Aim of the exercise → Exact repetition is the task: copy every entry below.
------ Exercise data
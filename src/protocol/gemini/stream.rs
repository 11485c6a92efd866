use smallvec::SmallVec;

use crate::error::CanonicalError;
use crate::protocol::canonical::{Delta, RawUsage, ToolCallFragment};
use crate::protocol::gemini::{GeminiErrorBody, GeminiStreamChunk, GeminiUsageMetadata};
use crate::protocol::mapping::gemini_finish_to_canonical;
use crate::protocol::{non_empty, parse_frame, DeltaDecoder};
use crate::stream::SseEvent;
use crate::util::next_call_id;

/// Decoder for Gemini `streamGenerateContent?alt=sse` streams.
///
/// Gemini sends every function call whole, with no index or (usually) id. The
/// decoder hands out a stream-wide running index and synthesizes missing ids,
/// so each call arrives as one front-loaded fragment.
#[derive(Debug, Default)]
pub struct GeminiStreamDecoder {
    next_tool_index: usize,
}

impl GeminiStreamDecoder {
    #[must_use]
    pub fn new() -> Self {
        Self::default()
    }

    /// Decode one parsed chunk. Only the first candidate is consumed.
    ///
    /// # Errors
    ///
    /// Returns [`CanonicalError::Upstream`] for an in-band `error` object.
    pub fn decode_chunk(
        &mut self,
        chunk: GeminiStreamChunk,
    ) -> Result<Option<Delta>, CanonicalError> {
        if let Some(error) = chunk.error {
            return Err(upstream_error(error));
        }

        let mut delta = Delta {
            usage: chunk.usage_metadata.map(raw_usage),
            ..Delta::default()
        };

        if let Some(candidate) = chunk.candidates.into_iter().next() {
            let mut text: Option<String> = None;
            let mut thoughts: Option<String> = None;
            let mut fragments = SmallVec::new();

            for part in candidate.content.map(|c| c.parts).unwrap_or_default() {
                if let Some(call) = part.function_call {
                    let index = self.next_tool_index;
                    self.next_tool_index += 1;
                    let id = call
                        .id
                        .filter(|id| !id.is_empty())
                        .unwrap_or_else(next_call_id);
                    let arguments = call
                        .args
                        .and_then(|args| serde_json::to_string(&args).ok())
                        .unwrap_or_else(|| String::from("{}"));
                    fragments.push(ToolCallFragment {
                        index,
                        id: Some(id),
                        name: Some(call.name),
                        arguments: Some(arguments),
                    });
                } else if let Some(part_text) = part.text {
                    let slot = if part.thought { &mut thoughts } else { &mut text };
                    slot.get_or_insert_with(String::new).push_str(&part_text);
                }
            }

            delta.content = text;
            delta.reasoning = thoughts;
            delta.tool_calls = fragments;
            delta.finish = candidate
                .finish_reason
                .as_deref()
                .map(gemini_finish_to_canonical);
        }

        Ok(non_empty(delta))
    }
}

impl DeltaDecoder for GeminiStreamDecoder {
    fn decode(&mut self, event: &SseEvent) -> Result<Option<Delta>, CanonicalError> {
        if event.data.is_empty() {
            return Ok(None);
        }
        match parse_frame::<GeminiStreamChunk>("gemini", &event.data) {
            Some(chunk) => self.decode_chunk(chunk),
            None => Ok(None),
        }
    }
}

fn raw_usage(usage: GeminiUsageMetadata) -> RawUsage {
    RawUsage {
        input_tokens: usage.prompt_token_count,
        output_tokens: usage.candidates_token_count + usage.thoughts_token_count,
        cache_read_tokens: usage.cached_content_token_count,
        cache_write_tokens: 0,
    }
}

fn upstream_error(error: GeminiErrorBody) -> CanonicalError {
    let status = error
        .code
        .filter(|code| (400..=599).contains(code))
        .unwrap_or(500);
    let message = match error.status {
        Some(rpc_status) if !error.message.is_empty() => format!("{rpc_status}: {}", error.message),
        Some(rpc_status) => rpc_status,
        None => error.message,
    };
    CanonicalError::Upstream { status, message }
}

#[cfg(test)]
mod tests {
    use super::*;
    use crate::protocol::canonical::FinishReason;

    fn feed(
        decoder: &mut GeminiStreamDecoder,
        data: &str,
    ) -> Result<Option<Delta>, CanonicalError> {
        decoder.decode(&SseEvent {
            data: data.to_owned(),
            ..SseEvent::default()
        })
    }

    #[test]
    fn thought_parts_are_reasoning() {
        let mut decoder = GeminiStreamDecoder::new();
        let delta = feed(
            &mut decoder,
            r#"{"candidates":[{"content":{"role":"model","parts":[
                {"text":"considering","thought":true},
                {"text":"Hel"},{"text":"lo"}
            ]}}]}"#,
        )
        .unwrap()
        .unwrap();
        assert_eq!(delta.reasoning.as_deref(), Some("considering"));
        assert_eq!(delta.content.as_deref(), Some("Hello"));
    }

    #[test]
    fn function_calls_get_running_indices_and_ids() {
        let mut decoder = GeminiStreamDecoder::new();
        let first = feed(
            &mut decoder,
            r#"{"candidates":[{"content":{"parts":[{"functionCall":{"name":"ls","args":{"path":"/"}}}]}}]}"#,
        )
        .unwrap()
        .unwrap();
        let second = feed(
            &mut decoder,
            r#"{"candidates":[{"content":{"parts":[{"functionCall":{"id":"fc_9","name":"cat"}}]},"finishReason":"STOP"}]}"#,
        )
        .unwrap()
        .unwrap();

        let call = &first.tool_calls[0];
        assert_eq!(call.index, 0);
        assert!(call.id.as_deref().is_some_and(|id| id.starts_with("call_")));
        assert_eq!(call.name.as_deref(), Some("ls"));
        assert_eq!(call.arguments.as_deref(), Some(r#"{"path":"/"}"#));

        let call = &second.tool_calls[0];
        assert_eq!(call.index, 1);
        assert_eq!(call.id.as_deref(), Some("fc_9"));
        assert_eq!(call.arguments.as_deref(), Some("{}"));
        assert_eq!(second.finish, Some(FinishReason::Stop));
    }

    #[test]
    fn usage_counts_thoughts_as_output() {
        let mut decoder = GeminiStreamDecoder::new();
        let delta = feed(
            &mut decoder,
            r#"{"usageMetadata":{"promptTokenCount":50,"candidatesTokenCount":7,"thoughtsTokenCount":3,"cachedContentTokenCount":40}}"#,
        )
        .unwrap()
        .unwrap();
        assert_eq!(
            delta.usage,
            Some(RawUsage {
                input_tokens: 50,
                output_tokens: 10,
                cache_read_tokens: 40,
                cache_write_tokens: 0,
            })
        );
    }

    #[test]
    fn in_band_error_keeps_code() {
        let mut decoder = GeminiStreamDecoder::new();
        let err = feed(
            &mut decoder,
            r#"{"error":{"code":429,"message":"quota","status":"RESOURCE_EXHAUSTED"}}"#,
        )
        .unwrap_err();
        assert!(matches!(
            err,
            CanonicalError::Upstream { status: 429, ref message }
                if message == "RESOURCE_EXHAUSTED: quota"
        ));
    }

    #[test]
    fn empty_candidate_is_skipped() {
        let mut decoder = GeminiStreamDecoder::new();
        assert_eq!(
            feed(&mut decoder, r#"{"candidates":[{"content":{"parts":[]}}]}"#).unwrap(),
            None
        );
    }
}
------------
Solution to this problem →
filename src/protocol/gemini/stream.rs
repository 11485c6a92efd866
use smallvec::SmallVec;

use crate::error::CanonicalError;
use crate::protocol::canonical::{Delta, RawUsage, ToolCallFragment};
use crate::protocol::gemini::{GeminiErrorBody, GeminiStreamChunk, GeminiUsageMetadata};
use crate::protocol::mapping::gemini_finish_to_canonical;
use crate::protocol::{non_empty, parse_frame, DeltaDecoder};
use crate::stream::SseEvent;
use crate::util::next_call_id;

/// Decoder for Gemini `streamGenerateContent?alt=sse` streams.
///
/// Gemini sends every function call whole, with no index or (usually) id. The
/// decoder hands out a stream-wide running index and synthesizes missing ids,
/// so each call arrives as one front-loaded fragment.
#[derive(Debug, Default)]
pub struct GeminiStreamDecoder {
    next_tool_index: usize,
}

impl GeminiStreamDecoder {
    #[must_use]
    pub fn new() -> Self {
        Self::default()
    }

    /// Decode one parsed chunk. Only the first candidate is consumed.
    ///
    /// # Errors
    ///
    /// Returns [`CanonicalError::Upstream`] for an in-band `error` object.
    pub fn decode_chunk(
        &mut self,
        chunk: GeminiStreamChunk,
    ) -> Result<Option<Delta>, CanonicalError> {
        if let Some(error) = chunk.error {
            return Err(upstream_error(error));
        }

        let mut delta = Delta {
            usage: chunk.usage_metadata.map(raw_usage),
            ..Delta::default()
        };

        if let Some(candidate) = chunk.candidates.into_iter().next() {
            let mut text: Option<String> = None;
            let mut thoughts: Option<String> = None;
            let mut fragments = SmallVec::new();

            for part in candidate.content.map(|c| c.parts).unwrap_or_default() {
                if let Some(call) = part.function_call {
                    let index = self.next_tool_index;
                    self.next_tool_index += 1;
                    let id = call
                        .id
                        .filter(|id| !id.is_empty())
                        .unwrap_or_else(next_call_id);
                    let arguments = call
                        .args
                        .and_then(|args| serde_json::to_string(&args).ok())
                        .unwrap_or_else(|| String::from("{}"));
                    fragments.push(ToolCallFragment {
                        index,
                        id: Some(id),
                        name: Some(call.name),
                        arguments: Some(arguments),
                    });
                } else if let Some(part_text) = part.text {
                    let slot = if part.thought { &mut thoughts } else { &mut text };
                    slot.get_or_insert_with(String::new).push_str(&part_text);
                }
            }

            delta.content = text;
            delta.reasoning = thoughts;
            delta.tool_calls = fragments;
            delta.finish = candidate
                .finish_reason
                .as_deref()
                .map(gemini_finish_to_canonical);
        }

        Ok(non_empty(delta))
    }
}

impl DeltaDecoder for GeminiStreamDecoder {
    fn decode(&mut self, event: &SseEvent) -> Result<Option<Delta>, CanonicalError> {
        if event.data.is_empty() {
            return Ok(None);
        }
        match parse_frame::<GeminiStreamChunk>("gemini", &event.data) {
            Some(chunk) => self.decode_chunk(chunk),
            None => Ok(None),
        }
    }
}

fn raw_usage(usage: GeminiUsageMetadata) -> RawUsage {
    RawUsage {
        input_tokens: usage.prompt_token_count,
        output_tokens: usage.candidates_token_count + usage.thoughts_token_count,
        cache_read_tokens: usage.cached_content_token_count,
        cache_write_tokens: 0,
    }
}

fn upstream_error(error: GeminiErrorBody) -> CanonicalError {
    let status = error
        .code
        .filter(|code| (400..=599).contains(code))
        .unwrap_or(500);
    let message = match error.status {
        Some(rpc_status) if !error.message.is_empty() => format!("{rpc_status}: {}", error.message),
        Some(rpc_status) => rpc_status,
        None => error.message,
    };
    CanonicalError::Upstream { status, message }
}

#[cfg(test)]
mod tests {
    use super::*;
    use crate::protocol::canonical::FinishReason;

    fn feed(
        decoder: &mut GeminiStreamDecoder,
        data: &str,
    ) -> Result<Option<Delta>, CanonicalError> {
        decoder.decode(&SseEvent {
            data: data.to_owned(),
            ..SseEvent::default()
        })
    }

    #[test]
    fn thought_parts_are_reasoning() {
        let mut decoder = GeminiStreamDecoder::new();
        let delta = feed(
            &mut decoder,
            r#"{"candidates":[{"content":{"role":"model","parts":[
                {"text":"considering","thought":true},
                {"text":"Hel"},{"text":"lo"}
            ]}}]}"#,
        )
        .unwrap()
        .unwrap();
        assert_eq!(delta.reasoning.as_deref(), Some("considering"));
        assert_eq!(delta.content.as_deref(), Some("Hello"));
    }

    #[test]
    fn function_calls_get_running_indices_and_ids() {
        let mut decoder = GeminiStreamDecoder::new();
        let first = feed(
            &mut decoder,
            r#"{"candidates":[{"content":{"parts":[{"functionCall":{"name":"ls","args":{"path":"/"}}}]}}]}"#,
        )
        .unwrap()
        .unwrap();
        let second = feed(
            &mut decoder,
            r#"{"candidates":[{"content":{"parts":[{"functionCall":{"id":"fc_9","name":"cat"}}]},"finishReason":"STOP"}]}"#,
        )
        .unwrap()
        .unwrap();

        let call = &first.tool_calls[0];
        assert_eq!(call.index, 0);
        assert!(call.id.as_deref().is_some_and(|id| id.starts_with("call_")));
        assert_eq!(call.name.as_deref(), Some("ls"));
        assert_eq!(call.arguments.as_deref(), Some(r#"{"path":"/"}"#));

        let call = &second.tool_calls[0];
        assert_eq!(call.index, 1);
        assert_eq!(call.id.as_deref(), Some("fc_9"));
        assert_eq!(call.arguments.as_deref(), Some("{}"));
        assert_eq!(second.finish, Some(FinishReason::Stop));
    }

    #[test]
    fn usage_counts_thoughts_as_output() {
        let mut decoder = GeminiStreamDecoder::new();
        let delta = feed(
            &mut decoder,
            r#"{"usageMetadata":{"promptTokenCount":50,"candidatesTokenCount":7,"thoughtsTokenCount":3,"cachedContentTokenCount":40}}"#,
        )
        .unwrap()
        .unwrap();
        assert_eq!(
            delta.usage,
            Some(RawUsage {
                input_tokens: 50,
                output_tokens: 10,
                cache_read_tokens: 40,
                cache_write_tokens: 0,
            })
        );
    }

    #[test]
    fn in_band_error_keeps_code() {
        let mut decoder = GeminiStreamDecoder::new();
        let err = feed(
            &mut decoder,
            r#"{"error":{"code":429,"message":"quota","status":"RESOURCE_EXHAUSTED"}}"#,
        )
        .unwrap_err();
        assert!(matches!(
            err,
            CanonicalError::Upstream { status: 429, ref message }
                if message == "RESOURCE_EXHAUSTED: quota"
        ));
    }

    #[test]
    fn empty_candidate_is_skipped() {
        let mut decoder = GeminiStreamDecoder::new();
        assert_eq!(
            feed(&mut decoder, r#"{"candidates":[{"content":{"parts":[]}}]}"#).unwrap(),
            None
        );
    }
}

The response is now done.